Liberazione, bandiera Salò sventola davanti allo stadio: polemiche

Sono ben cinque le volanti della polizia di Stato ad intervenire per ammainare la bandiera della Repubblica sociale italiana, issata su un pennone dinanzi alla struttura sportiva del Bentegodi

Liberazione, bandiera Salò sventola davanti allo stadio: polemiche

Le celebrazioni per la festa della "Liberazione" del 25 aprile non si sono svolte ovunque nello stesso modo in tutta Italia. C'è chi si è affacciato ai balconi per intonare "Bella ciao" come proposto dall'Anpi, e ad esempio fatto dal primo cittadino di Milano Giuseppe Sala, chi ha voluto comunque violare il lockdown creando dei piccoli assembramenti per portare bandiere rosse sulle targhe dedicate ai partigiani o semplicemente per manifestare. C'è chi ha proposto una versione differente della celebre canzone associata ai partigiani, ma anche chi ha voluto distaccarsi completamente dal tema, scatenando un mare di polemiche che tarderanno a placarsi.

Ore 13:00 circa a Verona, e dinanzi allo stadio Bentegodi qualcuno issa la bandiera tricolore con i simboli dell'aquila e del fascio littorio della Repubblica di Salò su un pennone. Una situazione che non è sfuggita all'attenzione dei residenti del quartiere, i quali hanno allertato le locali forze dell'ordine per segnalare il fatto. Sono cinque le volanti della questura di Verona a raggiungere il piazzale antistante la struttura sportiva, a bordo delle quali si trovavano pure gli uomini della Digos. Il vessillo della Repubblica sociale italiana (Rsi) viene infine ammainato e sequestrato dalle forze dell'ordine, che hanno avviato subito le indagini per risalire ai responsabili. Probabile che possano avvalersi delle immagini riprese da alcune videocamerte di sorveglianza presenti in zona.

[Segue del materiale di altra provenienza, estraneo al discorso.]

//! JSON output formatting for respira.

use serde::Serialize;
use serde_json::json;

use crate::error::RespiraError;
use crate::session::Technique;

/// Format the technique catalog as JSON.
///
/// # Errors
///
/// Returns `RespiraError::Parse` if JSON serialization fails.
pub fn format_techniques_json(techniques: &[&Technique]) -> Result<String, RespiraError> {
    let output = json!({
        "count": techniques.len(),
        "items": techniques
    });
    Ok(serde_json::to_string_pretty(&output)?)
}

/// Generic JSON formatter for any serializable type.
///
/// # Errors
///
/// Returns `RespiraError::Parse` if JSON serialization fails.
pub fn to_json<T: Serialize>(value: &T) -> Result<String, RespiraError> {
    Ok(serde_json::to_string_pretty(value)?)
}

#[cfg(test)]
mod tests {
    use super::*;
    use crate::session::all_techniques;

    #[test]
    fn test_format_techniques_json() {
        let techniques = all_techniques();
        let result = format_techniques_json(&techniques).unwrap();

        assert!(result.contains("\"count\": 3"));
        assert!(result.contains("\"name\": \"Box Breathing\""));
        assert!(result.contains("\"label\": \"Breathe In\""));
        assert!(result.contains("\"id\": \"4-7-8\""));
    }

    #[test]
    fn test_to_json_generic() {
        let summary = crate::session::SessionSummary {
            technique: crate::session::TechniqueId::Simple,
            elapsed_secs: 30,
            phases_completed: 4,
            auto_stopped: true,
        };
        let result = to_json(&summary).unwrap();

        assert!(result.contains("\"technique\": \"simple\""));
        assert!(result.contains("\"elapsed_secs\": 30"));
        assert!(result.contains("\"auto_stopped\": true"));
    }
}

"A Verona, purtroppo, c’è chi non perde occasione per continuare a infangare il nome della città, medaglia d’oro della resistenza, nemmeno nel giorno della festa della liberazione", attacca l'Associazione nazionale partigiani italiani (Anpi). "Abbiamo appreso con rammarico la vicenda della bandiera fascista della repubblica di Salò appesa al pennone dello stadio. Vicenda che non fa altro che alimentare la narrazione della nostra città come luogo dove i fascisti possono sentirsi così tutelati da violare contemporaneamente la legge Mancino e le disposizioni anti contagio del Covid-19", si legge ancora. "Per questo chiediamo che, nel rispetto della costituzione repubblicana ci sia una presa di posizione corale delle istituzioni cittadine e un impegno perché gli autori vengano individuati e adeguatamente sanzionati", conclude come riportato da L'Arena.

Anche il Movimento non violento ha voluto dire la sua su quanto accaduto nel giorno della festa della liberazione: "Simboli fascisti sono dichiarati fuorilegge, e l'apologia di fascismo è vietata dalla Legge. Ritengo quindi che vi siano tutti gli elementi per perseguire gli autori di tale grave reato contro lo Stato e la costituzione (grave offesa alla memoria dei caduti per la libertà, apologia di fascismo, vilipendio della bandiera tricolore, ecc.). Certamente le telecamere della zona hanno ripreso gli ignoti autori del reato, che potranno facilmente essere individuati e perseguiti", dice il presidente Mao Valpiana.

Il presidente della commissione giustizia della camera, deputata 5 Stelle Francesca Businarolo, condanna il gesto: " Una vigliacca provocazione quella tentata a Verona dove la bandiera tricolore della Repubblica di Salò è stata issata sul pennone antistante lo stadio Bentegodi. La risposta più importante al violento gesto è arrivata dalla popolazione che la segnalato il fatto e consentito alle forze dell’ordine di rimuovere il nefasto simbolo. Il triste fatto dimostra che i gruppi neofascisti troveranno sempre una coscienza democratica sulla loro strada", commenta su Tg Verona.